Dumisane Kumalo sits at his desk in a cramped office, cooled by a beaten-up fan which makes no headway in the summer heat of New York.
There are no give-away signs that tell you Kumalo’s work is to move billions of dollars in stocks and assets, dealing with big business and government. Kumalo was the prime mover, behind the US disinvestment campaign in 1978.
Today, the movement has gained popular acceptance in the US, as a way of putting pressure on South Africa. So far, he estimates $4-thousand million (R10-thousand million) has been diverted from South Africa in stock holdings and direct assets.
He left South Africa in 1977, nearly a year after the Soweto riots. As a former journalist for the Sunday Times and marketing executive for Total Oil in Johannesburg, Kumalo could logically have chosen another life. But experience had taught him, like many of his contemporaries, that the promise of material or business success is meaningless for black South Africans.
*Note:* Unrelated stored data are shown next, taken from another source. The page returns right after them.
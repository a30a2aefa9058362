//! Server configuration.

/// Default number of entries in one GetUpdates page.
pub const DEFAULT_BATCH_SIZE: usize = 100;

/// Default preferred gap between sibling positions.
pub const DEFAULT_POSITION_GAP: i64 = 1 << 20;

/// Configuration for the sync server.
#[derive(Debug, Clone)]
pub struct ServerConfig {
    /// Maximum number of entries in one GetUpdates page. Clients cannot
    /// change this.
    pub batch_size: usize,
    /// Preferred gap between sibling positions.
    pub position_gap: i64,
    /// Email reported by Authenticate.
    pub user_email: String,
    /// Display name reported by Authenticate.
    pub user_display_name: String,
}

impl ServerConfig {
    /// Creates a new server configuration with default values.
    pub fn new() -> Self {
        Self {
            batch_size: DEFAULT_BATCH_SIZE,
            position_gap: DEFAULT_POSITION_GAP,
            user_email: "syncjuser@chromium".to_string(),
            user_display_name: "Sync J User".to_string(),
        }
    }

    /// Sets the GetUpdates page size.
    pub fn with_batch_size(mut self, size: usize) -> Self {
        self.batch_size = size.max(1);
        self
    }

    /// Sets the preferred sibling position gap.
    pub fn with_position_gap(mut self, gap: i64) -> Self {
        self.position_gap = gap.max(1);
        self
    }

    /// Sets the account identity reported by Authenticate.
    pub fn with_user(mut self, email: impl Into<String>, display_name: impl Into<String>) -> Self {
        self.user_email = email.into();
        self.user_display_name = display_name.into();
        self
    }
}

impl Default for ServerConfig {
    fn default() -> Self {
        Self::new()
    }
}
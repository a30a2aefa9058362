//! Sibling position allocation.
//!
//! Siblings are ordered by a sparse integer key. Inserting between two
//! siblings picks a value closer to the earlier one, so that repeated
//! insertions after the same item keep room on both sides.

use itemsync_protocol::SyncEntity;

/// A live sibling as seen by the allocator.
#[derive(Debug, Clone, Copy, PartialEq, Eq)]
pub struct Sibling<'a> {
    /// Sibling id.
    pub id: &'a str,
    /// Current position.
    pub position: i64,
}

/// Where the client wants an entry placed.
#[derive(Debug, Clone, Copy, PartialEq, Eq)]
pub enum PositionHint<'a> {
    /// Before every sibling.
    First,
    /// Right after the named sibling.
    After(&'a str),
    /// At a position the client computed itself.
    Absolute(i64),
    /// After every sibling.
    Last,
}

impl<'a> PositionHint<'a> {
    /// Reads the hint carried by a committed entry.
    ///
    /// A relative hint wins over an absolute position.
    pub fn of(entry: &'a SyncEntity) -> Self {
        match (entry.insert_after_item_id.as_deref(), entry.position_in_parent) {
            (Some(""), _) => PositionHint::First,
            (Some(after), _) => PositionHint::After(after),
            (None, Some(position)) => PositionHint::Absolute(position),
            (None, None) => PositionHint::Last,
        }
    }
}

/// Computes sibling positions.
#[derive(Debug, Clone, Copy)]
pub struct PositionAllocator {
    gap: i64,
}

impl PositionAllocator {
    /// Creates an allocator with the given preferred gap.
    pub fn new(gap: i64) -> Self {
        Self { gap: gap.max(1) }
    }

    /// Computes the position of `entry_id` among `siblings`.
    ///
    /// `siblings` are the live children of the target parent in position
    /// order. They may include the entry itself when it is being moved
    /// within its current parent.
    ///
    /// An entry asked to go first or last that already sits there keeps its
    /// current position rather than moving to `0`, so it never lands on a
    /// sibling's slot.
    pub fn allocate(&self, entry_id: &str, siblings: &[Sibling<'_>], hint: PositionHint<'_>) -> i64 {
        if let PositionHint::Absolute(position) = hint {
            return position;
        }
        let (Some(first), Some(last)) = (siblings.first(), siblings.last()) else {
            return 0;
        };
        let own_slot = siblings.iter().find(|s| s.id == entry_id).map(|s| s.position);

        match hint {
            PositionHint::First => {
                if first.id == entry_id {
                    first.position
                } else {
                    first.position.saturating_sub(self.gap)
                }
            }
            PositionHint::After(after) if after == entry_id => {
                own_slot.unwrap_or_else(|| self.after_last(entry_id, last))
            }
            PositionHint::After(after) => {
                let Some(index) = siblings.iter().position(|s| s.id == after) else {
                    return self.after_last(entry_id, last);
                };
                let anchor = siblings[index];
                match siblings.get(index + 1) {
                    None => anchor.position.saturating_add(self.gap),
                    Some(next) if next.id == entry_id => next.position,
                    Some(next) => between(anchor.position, next.position),
                }
            }
            PositionHint::Last | PositionHint::Absolute(_) => self.after_last(entry_id, last),
        }
    }

    fn after_last(&self, entry_id: &str, last: &Sibling<'_>) -> i64 {
        if last.id == entry_id {
            last.position
        } else {
            last.position.saturating_add(self.gap)
        }
    }
}

/// Integer interpolation weighted 7:1 towards `low`.
fn between(low: i64, high: i64) -> i64 {
    let value = (i128::from(low) * 7 + i128::from(high)).div_euclid(8);
    i64::try_from(value).unwrap_or(low)
}

#[cfg(test)]
mod tests {
    use super::*;

    const GAP: i64 = 1 << 20;

    fn siblings<'a>(pairs: &[(&'a str, i64)]) -> Vec<Sibling<'a>> {
        pairs
            .iter()
            .map(|(id, position)| Sibling {
                id,
                position: *position,
            })
            .collect()
    }

    #[test]
    fn hint_from_entry() {
        let mut entry = SyncEntity::default();
        assert_eq!(PositionHint::of(&entry), PositionHint::Last);
        entry.position_in_parent = Some(5);
        assert_eq!(PositionHint::of(&entry), PositionHint::Absolute(5));
        entry.insert_after_item_id = Some(String::new());
        assert_eq!(PositionHint::of(&entry), PositionHint::First);
        entry.insert_after_item_id = Some("x".into());
        assert_eq!(PositionHint::of(&entry), PositionHint::After("x"));
    }

    #[test]
    fn first_child_gets_zero() {
        let allocator = PositionAllocator::new(GAP);
        for hint in [PositionHint::First, PositionHint::After("x"), PositionHint::Last] {
            assert_eq!(allocator.allocate("a", &[], hint), 0);
        }
    }

    #[test]
    fn front_and_back() {
        let allocator = PositionAllocator::new(GAP);
        let list = siblings(&[("a", 0), ("b", GAP)]);
        assert_eq!(allocator.allocate("c", &list, PositionHint::First), -GAP);
        assert_eq!(allocator.allocate("c", &list, PositionHint::After("b")), 2 * GAP);
        assert_eq!(allocator.allocate("c", &list, PositionHint::Last), 2 * GAP);
    }

    #[test]
    fn interpolates_towards_anchor() {
        let allocator = PositionAllocator::new(GAP);
        let list = siblings(&[("a", 0), ("b", GAP)]);
        assert_eq!(allocator.allocate("c", &list, PositionHint::After("a")), GAP / 8);

        let list = siblings(&[("a", -16), ("b", 0)]);
        assert_eq!(allocator.allocate("c", &list, PositionHint::After("a")), -14);
    }

    #[test]
    fn unknown_anchor_appends() {
        let allocator = PositionAllocator::new(GAP);
        let list = siblings(&[("a", 0), ("b", GAP)]);
        assert_eq!(
            allocator.allocate("c", &list, PositionHint::After("zzz")),
            2 * GAP
        );
    }

    #[test]
    fn stays_put_when_already_in_place() {
        let allocator = PositionAllocator::new(GAP);
        let list = siblings(&[("a", 0), ("b", 40), ("c", GAP)]);
        assert_eq!(allocator.allocate("b", &list, PositionHint::After("a")), 40);
        assert_eq!(allocator.allocate("a", &list, PositionHint::First), 0);
        assert_eq!(allocator.allocate("c", &list, PositionHint::Last), GAP);
        assert_eq!(allocator.allocate("b", &list, PositionHint::After("b")), 40);
    }

    #[test]
    fn self_anchor_outside_siblings_appends() {
        let allocator = PositionAllocator::new(GAP);
        let list = siblings(&[("a", 0)]);
        assert_eq!(allocator.allocate("z", &list, PositionHint::After("z")), GAP);
    }

    #[test]
    fn absolute_position_is_kept() {
        let allocator = PositionAllocator::new(GAP);
        let list = siblings(&[("a", 0)]);
        assert_eq!(allocator.allocate("b", &list, PositionHint::Absolute(77)), 77);
        assert_eq!(allocator.allocate("b", &[], PositionHint::Absolute(77)), 77);
    }

    #[test]
    fn extreme_positions_do_not_overflow() {
        let allocator = PositionAllocator::new(GAP);
        let list = siblings(&[("a", i64::MAX - 1), ("b", i64::MAX)]);
        let position = allocator.allocate("c", &list, PositionHint::After("a"));
        assert!(position >= i64::MAX - 1);
        assert_eq!(allocator.allocate("c", &list, PositionHint::Last), i64::MAX);
    }
}
//! CBOR encoding for wire messages.

use crate::error::{CodecError, CodecResult};
use serde::de::DeserializeOwned;
use serde::Serialize;

/// Encode any serializable value to CBOR bytes.
///
/// # Errors
///
/// Returns [`CodecError::EncodingFailed`] if serialization fails.
pub fn to_cbor<T: Serialize + ?Sized>(value: &T) -> CodecResult<Vec<u8>> {
    let mut buffer = Vec::new();
    ciborium::into_writer(value, &mut buffer)
        .map_err(|e| CodecError::encoding_failed(e.to_string()))?;
    Ok(buffer)
}

/// Decode a value from CBOR bytes.
///
/// # Errors
///
/// Returns [`CodecError::DecodingFailed`] if the bytes are not valid CBOR
/// or do not describe a `T`.
pub fn from_cbor<T: DeserializeOwned>(bytes: &[u8]) -> CodecResult<T> {
    ciborium::from_reader(bytes).map_err(|e| CodecError::decoding_failed(e.to_string()))
}

/// A top-level protocol message with a CBOR wire form.
pub trait Message: Serialize + DeserializeOwned {
    /// Encodes to CBOR.
    fn encode(&self) -> CodecResult<Vec<u8>> {
        to_cbor(self)
    }

    /// Decodes from CBOR.
    fn decode(bytes: &[u8]) -> CodecResult<Self> {
        from_cbor(bytes)
    }
}
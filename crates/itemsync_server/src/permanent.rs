//! Server-created permanent folders.
//!
//! Permanent items are created lazily the first time a client asks for
//! updates of their type. Items not created by default only appear on
//! explicit request.

use itemsync_protocol::{DataType, ROOT_ID, TOP_LEVEL_FOLDER_TAG};

/// Description of one permanent folder.
#[derive(Debug, Clone, Copy, PartialEq, Eq)]
pub struct PermanentItem {
    /// Server tag, unique across the catalog.
    pub tag: &'static str,
    /// Name and display name.
    pub name: &'static str,
    /// Server tag of the parent, or the root sentinel.
    pub parent_tag: &'static str,
    /// Type of the folder.
    pub data_type: DataType,
    /// Whether a first-time sync of the type creates the folder.
    pub create_by_default: bool,
}

const fn item(
    tag: &'static str,
    name: &'static str,
    parent_tag: &'static str,
    data_type: DataType,
) -> PermanentItem {
    PermanentItem {
        tag,
        name,
        parent_tag,
        data_type,
        create_by_default: true,
    }
}

/// Server tag of the optional mobile bookmarks folder.
pub const SYNCED_BOOKMARKS_TAG: &str = "synced_bookmarks";

/// The permanent folder catalog. Parents precede their children.
pub const PERMANENT_ITEMS: &[PermanentItem] = &[
    item(TOP_LEVEL_FOLDER_TAG, "Google Chrome", ROOT_ID, DataType::TopLevel),
    item(
        "google_chrome_bookmarks",
        "Bookmarks",
        TOP_LEVEL_FOLDER_TAG,
        DataType::Bookmark,
    ),
    item(
        "bookmark_bar",
        "Bookmark Bar",
        "google_chrome_bookmarks",
        DataType::Bookmark,
    ),
    item(
        "other_bookmarks",
        "Other Bookmarks",
        "google_chrome_bookmarks",
        DataType::Bookmark,
    ),
    PermanentItem {
        create_by_default: false,
        ..item(
            SYNCED_BOOKMARKS_TAG,
            "Synced Bookmarks",
            "google_chrome_bookmarks",
            DataType::Bookmark,
        )
    },
    item(
        "google_chrome_preferences",
        "Preferences",
        TOP_LEVEL_FOLDER_TAG,
        DataType::Preference,
    ),
    item(
        "google_chrome_autofill",
        "Autofill",
        TOP_LEVEL_FOLDER_TAG,
        DataType::Autofill,
    ),
    item(
        "google_chrome_autofill_profiles",
        "Autofill Profiles",
        TOP_LEVEL_FOLDER_TAG,
        DataType::AutofillProfile,
    ),
    item(
        "google_chrome_app_settings",
        "App Settings",
        TOP_LEVEL_FOLDER_TAG,
        DataType::AppSettings,
    ),
    item(
        "google_chrome_extension_settings",
        "Extension Settings",
        TOP_LEVEL_FOLDER_TAG,
        DataType::ExtensionSettings,
    ),
    item(
        "google_chrome_extensions",
        "Extensions",
        TOP_LEVEL_FOLDER_TAG,
        DataType::Extensions,
    ),
    item(
        "google_chrome_passwords",
        "Passwords",
        TOP_LEVEL_FOLDER_TAG,
        DataType::Password,
    ),
    item(
        "google_chrome_search_engines",
        "Search Engines",
        TOP_LEVEL_FOLDER_TAG,
        DataType::SearchEngine,
    ),
    item(
        "google_chrome_sessions",
        "Sessions",
        TOP_LEVEL_FOLDER_TAG,
        DataType::Session,
    ),
    item(
        "google_chrome_themes",
        "Themes",
        TOP_LEVEL_FOLDER_TAG,
        DataType::Theme,
    ),
    item(
        "google_chrome_typed_urls",
        "Typed URLs",
        TOP_LEVEL_FOLDER_TAG,
        DataType::TypedUrl,
    ),
    item(
        "google_chrome_nigori",
        "Nigori",
        TOP_LEVEL_FOLDER_TAG,
        DataType::Nigori,
    ),
    item(
        "google_chrome_apps",
        "Apps",
        TOP_LEVEL_FOLDER_TAG,
        DataType::Apps,
    ),
    item(
        "google_chrome_app_notifications",
        "App Notifications",
        TOP_LEVEL_FOLDER_TAG,
        DataType::AppNotification,
    ),
];

/// Looks up a permanent item by its server tag.
pub fn find(tag: &str) -> Option<&'static PermanentItem> {
    PERMANENT_ITEMS.iter().find(|item| item.tag == tag)
}

/// Returns the root folder of `data_type`, the first catalog entry of that
/// type.
pub fn type_root(data_type: DataType) -> Option<&'static PermanentItem> {
    PERMANENT_ITEMS
        .iter()
        .find(|item| item.data_type == data_type)
}

#[cfg(test)]
mod tests {
    use super::*;
    use std::collections::HashSet;

    #[test]
    fn tags_are_unique() {
        let tags: HashSet<&str> = PERMANENT_ITEMS.iter().map(|item| item.tag).collect();
        assert_eq!(tags.len(), PERMANENT_ITEMS.len());
    }

    #[test]
    fn parents_come_first() {
        for (index, item) in PERMANENT_ITEMS.iter().enumerate() {
            if item.parent_tag == ROOT_ID {
                continue;
            }
            let parent_index = PERMANENT_ITEMS
                .iter()
                .position(|p| p.tag == item.parent_tag)
                .unwrap();
            assert!(parent_index < index, "{} precedes its parent", item.tag);
        }
    }

    #[test]
    fn every_type_has_a_root_folder() {
        for data_type in DataType::ALL {
            assert!(
                PERMANENT_ITEMS.iter().any(|item| item.data_type == data_type),
                "{data_type:?} has no permanent folder"
            );
        }
    }

    #[test]
    fn lookup_by_tag() {
        assert_eq!(find("bookmark_bar").map(|i| i.name), Some("Bookmark Bar"));
        assert!(find("nope").is_none());
    }

    #[test]
    fn type_roots() {
        assert_eq!(
            type_root(DataType::Bookmark).map(|i| i.tag),
            Some("google_chrome_bookmarks")
        );
        assert_eq!(
            type_root(DataType::TopLevel).map(|i| i.tag),
            Some(TOP_LEVEL_FOLDER_TAG)
        );
        assert!(PERMANENT_ITEMS
            .iter()
            .filter(|item| !item.create_by_default)
            .all(|item| type_root(item.data_type) != Some(item)));
    }

    #[test]
    fn synced_bookmarks_are_opt_in() {
        let synced = find(SYNCED_BOOKMARKS_TAG).unwrap();
        assert!(!synced.create_by_default);
        assert_eq!(synced.name, "Synced Bookmarks");
        assert_eq!(synced.parent_tag, "google_chrome_bookmarks");
    }
}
“On May 8, 1977, in the aftermath of the 1976 Soweto riots, the police wrecked my home and threatened me. They threw the woman I was living with against a wall. She was three months pregnant and later miscarried,” he recalls. Kumalo says he realised his life was endangered. He left his family behind in Evaton, outside Johannesburg, and, travelled to the US.
The American Committee on Africa offered Kumalo a job soon after he arrived. As director of projects, he has educated people about South Africa and tried t o get the US to work for policies supporting freedom instead of apartheid in Southern Africa. The organisation worked single-handedly in the beginning; as disinvestment caught on, it orchestrated and directed a nation- wide campaign.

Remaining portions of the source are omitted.